Record excerpts =
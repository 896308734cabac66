//! `km-curves` library crate.
//!
//! The binary (`km`) is a thin wrapper around this library so that:
//!
//! - the estimator is testable without spawning processes
//! - the CLI and the TUI share one pipeline
//! - code stays easy to navigate as the project grows

pub mod app;
pub mod cli;
pub mod data;
pub mod domain;
pub mod error;
pub mod estimate;
pub mod io;
pub mod plot;
pub mod report;
pub mod tui;
//! Survival estimation.
//!
//! The Kaplan-Meier product-limit estimator is implemented from scratch as a
//! small pure function so the CLI, the TUI and the tests can share it.

pub mod kaplan_meier;

pub use kaplan_meier::*;
//! Kaplan-Meier product-limit estimator.
//!
//! For each distinct event time `t_i` (ascending):
//!
//! - `n_i` = subjects with `duration >= t_i` (the risk set)
//! - `d_i` = events at exactly `t_i`
//! - `S(t_i) = Π_{t_j <= t_i} (n_j - d_j) / n_j`
//!
//! Ties are aggregated: every observation sharing a duration is consumed as one
//! group, so simultaneous events produce one combined step. Censoring-only
//! durations contribute a factor of exactly 1.0 and only shrink later risk sets.
//!
//! Variance uses Greenwood's formula; pointwise limits use the log(-log)
//! transform so they stay inside `[0, 1]`.

use crate::domain::{CurvePoint, Observation, SurvivalCurve};
use crate::error::{ComputationError, DataError, SurvivalError};

/// Two-sided 95% normal quantile.
const Z_95: f64 = 1.959_963_984_540_054;

/// Estimate the survival function from right-censored observations.
///
/// Input order is irrelevant; a sorted copy is made internally.
pub fn estimate(observations: &[Observation]) -> Result<SurvivalCurve, SurvivalError> {
    if observations.is_empty() {
        return Err(DataError::EmptyDataset { rows_read: 0 }.into());
    }
    for (idx, obs) in observations.iter().enumerate() {
        obs.validate(idx)?;
    }

    let mut sorted = observations.to_vec();
    sorted.sort_by(|a, b| a.duration.total_cmp(&b.duration));

    let n_total = sorted.len();
    let mut points = Vec::new();
    let mut censor_times = Vec::new();
    let mut survival = 1.0_f64;
    let mut greenwood_sum = 0.0_f64;
    let mut consumed = 0usize;

    let mut start = 0usize;
    while start < n_total {
        let time = sorted[start].duration;
        let mut end = start;
        while end < n_total && sorted[end].duration == time {
            end += 1;
        }
        let group = &sorted[start..end];

        let at_risk = n_total
            .checked_sub(consumed)
            .ok_or_else(|| ComputationError::new(time, "negative risk set"))?;
        let events = group.iter().filter(|o| o.event_observed).count();
        let censored = group.len() - events;
        censor_times.extend(std::iter::repeat_n(time, censored));

        if events > 0 && at_risk > 0 {
            if events > at_risk {
                return Err(ComputationError::new(
                    time,
                    format!("{events} events exceed risk set of {at_risk}"),
                )
                .into());
            }

            let n = at_risk as f64;
            let d = events as f64;
            survival *= (n - d) / n;
            if at_risk > events {
                greenwood_sum += d / (n * (n - d));
            }

            let (std_err, ci_lower, ci_upper) = confidence(survival, greenwood_sum);
            points.push(CurvePoint {
                time,
                survival,
                at_risk,
                events,
                censored,
                std_err,
                ci_lower,
                ci_upper,
            });
        }

        consumed += group.len();
        start = end;
    }

    let n_events: usize = points.iter().map(|p| p.events).sum();
    let max_duration = sorted.last().map(|o| o.duration).unwrap_or(0.0);

    Ok(SurvivalCurve {
        points,
        censor_times,
        n_observations: n_total,
        n_events,
        n_censored: n_total - n_events,
        max_duration,
    })
}

/// Greenwood standard error and 95% log(-log) limits for one step.
fn confidence(survival: f64, greenwood_sum: f64) -> (f64, f64, f64) {
    if survival <= 0.0 {
        return (0.0, 0.0, 0.0);
    }
    let std_err = survival * greenwood_sum.sqrt();
    if survival >= 1.0 || greenwood_sum <= 0.0 {
        return (std_err, survival, survival);
    }

    let log_s = survival.ln();
    let theta_se = greenwood_sum.sqrt() / log_s.abs();
    let lower = survival.powf((Z_95 * theta_se).exp());
    let upper = survival.powf((-Z_95 * theta_se).exp());
    (std_err, lower.clamp(0.0, 1.0), upper.clamp(0.0, 1.0))
}

#[cfg(test)]
mod tests {
    use super::*;

    fn obs(pairs: &[(f64, u8)]) -> Vec<Observation> {
        pairs
            .iter()
            .map(|&(t, e)| Observation::new(t, e == 1))
            .collect()
    }

    fn assert_close(a: f64, b: f64) {
        assert!((a - b).abs() < 1e-12, "expected {b}, got {a}");
    }

    #[test]
    fn known_scenario_matches_hand_computation() {
        let curve = estimate(&obs(&[(5.0, 1), (6.0, 0), (6.0, 1), (7.0, 1)])).unwrap();
        let steps: Vec<(f64, f64)> = curve.points.iter().map(|p| (p.time, p.survival)).collect();
        assert_eq!(steps.len(), 3);
        assert_close(steps[0].0, 5.0);
        assert_close(steps[0].1, 0.75);
        assert_close(steps[1].0, 6.0);
        assert_close(steps[1].1, 0.5);
        assert_close(steps[2].0, 7.0);
        assert_close(steps[2].1, 0.0);

        assert_eq!(curve.points[0].at_risk, 4);
        assert_eq!(curve.points[1].at_risk, 3);
        assert_eq!(curve.points[1].events, 1);
        assert_eq!(curve.points[1].censored, 1);
        assert_eq!(curve.points[2].at_risk, 1);
        assert_eq!(curve.censor_times, vec![6.0]);
        assert_eq!(curve.n_events, 3);
        assert_eq!(curve.n_censored, 1);
    }

    #[test]
    fn greenwood_standard_error() {
        let curve = estimate(&obs(&[(5.0, 1), (6.0, 0), (6.0, 1), (7.0, 1)])).unwrap();
        // 0.75 * sqrt(1/12)
        assert!((curve.points[0].std_err - 0.216_506_350_946_109_6).abs() < 1e-12);
        // 0.5 * sqrt(1/12 + 1/6)
        assert!((curve.points[1].std_err - 0.25).abs() < 1e-12);
        assert_eq!(curve.points[2].std_err, 0.0);

        for p in &curve.points {
            assert!(p.ci_lower <= p.survival && p.survival <= p.ci_upper);
            assert!((0.0..=1.0).contains(&p.ci_lower));
            assert!((0.0..=1.0).contains(&p.ci_upper));
        }
    }

    #[test]
    fn input_order_is_irrelevant() {
        let a = estimate(&obs(&[(5.0, 1), (6.0, 0), (6.0, 1), (7.0, 1)])).unwrap();
        let b = estimate(&obs(&[(7.0, 1), (6.0, 1), (5.0, 1), (6.0, 0)])).unwrap();
        assert_eq!(a, b);
    }

    #[test]
    fn tied_events_produce_one_step() {
        let curve = estimate(&obs(&[(3.0, 1), (3.0, 1)])).unwrap();
        assert_eq!(curve.points.len(), 1);
        assert_eq!(curve.points[0].at_risk, 2);
        assert_eq!(curve.points[0].events, 2);
        assert_eq!(curve.points[0].survival, 0.0);
    }

    #[test]
    fn censoring_only_is_flat() {
        let curve = estimate(&obs(&[(2.0, 0), (4.0, 0), (9.0, 0)])).unwrap();
        assert!(curve.points.is_empty());
        assert!(curve.is_flat());
        assert_eq!(curve.survival_at(0.0), 1.0);
        assert_eq!(curve.survival_at(100.0), 1.0);
        assert_eq!(curve.max_duration, 9.0);
        assert_eq!(curve.n_censored, 3);
    }

    #[test]
    fn censoring_shrinks_later_risk_sets_without_dropping() {
        let curve = estimate(&obs(&[(1.0, 0), (1.0, 0), (2.0, 1), (3.0, 1)])).unwrap();
        assert_eq!(curve.points.len(), 2);
        assert_eq!(curve.points[0].at_risk, 2);
        assert_close(curve.points[0].survival, 0.5);
        assert_eq!(curve.survival_at(1.5), 1.0);
    }

    #[test]
    fn monotone_and_bounded_on_reference_data() {
        let curve = estimate(&crate::data::reference_observations()).unwrap();
        let mut prev = 1.0;
        for p in &curve.points {
            assert!(p.survival <= prev, "curve rose at t={}", p.time);
            assert!((0.0..=1.0).contains(&p.survival));
            prev = p.survival;
        }
        // Two events at t=5 out of 20 at risk.
        assert_close(curve.points[0].time, 5.0);
        assert_close(curve.points[0].survival, 0.9);
    }

    #[test]
    fn repeated_estimation_is_bit_identical() {
        let data = crate::data::reference_observations();
        let a = estimate(&data).unwrap();
        let b = estimate(&data).unwrap();
        assert_eq!(a.points.len(), b.points.len());
        for (x, y) in a.points.iter().zip(&b.points) {
            assert_eq!(x.survival.to_bits(), y.survival.to_bits());
            assert_eq!(x.std_err.to_bits(), y.std_err.to_bits());
        }
    }

    #[test]
    fn invariants_hold_on_seeded_random_cohorts() {
        use rand::rngs::StdRng;
        use rand::seq::SliceRandom;
        use rand::{Rng, SeedableRng};

        let mut rng = StdRng::seed_from_u64(20_240_917);
        for case in 0..500 {
            let n = rng.gen_range(1..=40);
            // Every fourth cohort is censoring-only; a small time grid forces ties.
            let event_rate = match case % 4 {
                0 => 0.0,
                1 => 1.0,
                _ => rng.gen_range(0.1..0.9),
            };
            let mut data: Vec<Observation> = (0..n)
                .map(|_| Observation::new(f64::from(rng.gen_range(0u8..12)), rng.gen_bool(event_rate)))
                .collect();

            let curve = estimate(&data).unwrap();
            assert_eq!(curve.n_events + curve.n_censored, n, "case {case}");
            assert_eq!(curve.censor_times.len(), curve.n_censored, "case {case}");
            if event_rate == 0.0 {
                assert!(curve.is_flat(), "case {case}");
            }

            let mut prev_time = f64::NEG_INFINITY;
            let mut prev_survival = 1.0;
            for p in &curve.points {
                assert!(p.time > prev_time, "case {case}: times not increasing");
                assert!(p.survival <= prev_survival, "case {case}: curve rose at t={}", p.time);
                assert!((0.0..=1.0).contains(&p.survival), "case {case}");
                assert!(p.events <= p.at_risk, "case {case}");
                assert!(p.ci_lower <= p.survival && p.survival <= p.ci_upper, "case {case}");
                assert!(p.ci_lower >= 0.0 && p.ci_upper <= 1.0, "case {case}");
                prev_time = p.time;
                prev_survival = p.survival;
            }

            assert_eq!(estimate(&data).unwrap(), curve, "case {case}: not idempotent");
            data.shuffle(&mut rng);
            assert_eq!(estimate(&data).unwrap(), curve, "case {case}: order dependent");
        }
    }

    #[test]
    fn event_at_time_zero() {
        let curve = estimate(&obs(&[(0.0, 1), (1.0, 0)])).unwrap();
        assert_close(curve.points[0].time, 0.0);
        assert_close(curve.points[0].survival, 0.5);
    }

    #[test]
    fn empty_and_invalid_inputs_are_data_errors() {
        assert!(matches!(
            estimate(&[]),
            Err(SurvivalError::Data(DataError::EmptyDataset { .. }))
        ));
        assert!(matches!(
            estimate(&obs(&[(1.0, 1), (-2.0, 0)])),
            Err(SurvivalError::Data(DataError::InvalidObservation { index: 1, .. }))
        ));
        assert!(matches!(
            estimate(&[Observation::event(f64::INFINITY)]),
            Err(SurvivalError::Data(_))
        ));
    }
}
//! Error types.
//!
//! Two layers:
//! - `SurvivalError` (and its `DataError` / `ComputationError` parts) is what the
//!   library raises while reading and estimating
//! - `AppError` is what the binary reports: a message plus a process exit code

use thiserror::Error;

/// The input table cannot be turned into observations.
///
/// Recovered by the pipeline: the reference dataset is substituted and a
/// warning notice is shown.
#[derive(Error, Debug, Clone, PartialEq)]
pub enum DataError {
    #[error("missing required column: `{column}`")]
    MissingColumn { column: &'static str },

    #[error("unreadable table: {message}")]
    Unreadable { message: String },

    #[error("no valid rows remain after validation ({rows_read} rows read)")]
    EmptyDataset { rows_read: usize },

    #[error("invalid observation #{index}: {message}")]
    InvalidObservation { index: usize, message: String },
}

/// The estimator reached a state that valid input cannot produce.
#[derive(Error, Debug, Clone, PartialEq)]
#[error("estimator invariant violated at t={time}: {message}")]
pub struct ComputationError {
    pub time: f64,
    pub message: String,
}

#[derive(Error, Debug, Clone, PartialEq)]
pub enum SurvivalError {
    #[error(transparent)]
    Data(#[from] DataError),

    #[error(transparent)]
    Computation(#[from] ComputationError),
}

impl DataError {
    pub fn unreadable(message: impl Into<String>) -> Self {
        Self::Unreadable {
            message: message.into(),
        }
    }

    pub fn invalid_observation(index: usize, message: impl Into<String>) -> Self {
        Self::InvalidObservation {
            index,
            message: message.into(),
        }
    }
}

impl ComputationError {
    pub fn new(time: f64, message: impl Into<String>) -> Self {
        Self {
            time,
            message: message.into(),
        }
    }
}

#[derive(Clone)]
pub struct AppError {
    exit_code: u8,
    message: String,
}

impl AppError {
    pub fn new(exit_code: u8, message: impl Into<String>) -> Self {
        Self {
            exit_code,
            message: message.into(),
        }
    }

    pub fn exit_code(&self) -> u8 {
        self.exit_code
    }
}

impl From<SurvivalError> for AppError {
    fn from(err: SurvivalError) -> Self {
        match err {
            SurvivalError::Data(e) => AppError::new(3, format!("Data error: {e}")),
            SurvivalError::Computation(e) => AppError::new(4, format!("Computation error: {e}")),
        }
    }
}

impl std::fmt::Display for AppError {
    fn fmt(&self, f: &mut std::fmt::Formatter<'_>) -> std::fmt::Result {
        write!(f, "{}", self.message)
    }
}

impl std::fmt::Debug for AppError {
    fn fmt(&self, f: &mut std::fmt::Formatter<'_>) -> std::fmt::Result {
        f.debug_struct("AppError")
            .field("exit_code", &self.exit_code)
            .field("message", &self.message)
            .finish()
    }
}

impl std::error::Error for AppError {}

#[cfg(test)]
mod tests {
    use super::*;

    #[test]
    fn survival_errors_map_to_exit_codes() {
        let data: AppError = SurvivalError::from(DataError::EmptyDataset { rows_read: 3 }).into();
        assert_eq!(data.exit_code(), 3);
        assert!(data.to_string().contains("3 rows read"));

        let comp: AppError = SurvivalError::from(ComputationError::new(2.0, "d > n")).into();
        assert_eq!(comp.exit_code(), 4);
        assert!(comp.to_string().contains("t=2"));
    }
}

Work to complete = Across all the entries, count the lines that contain the string "what", and give that number without anything else.

Result = 2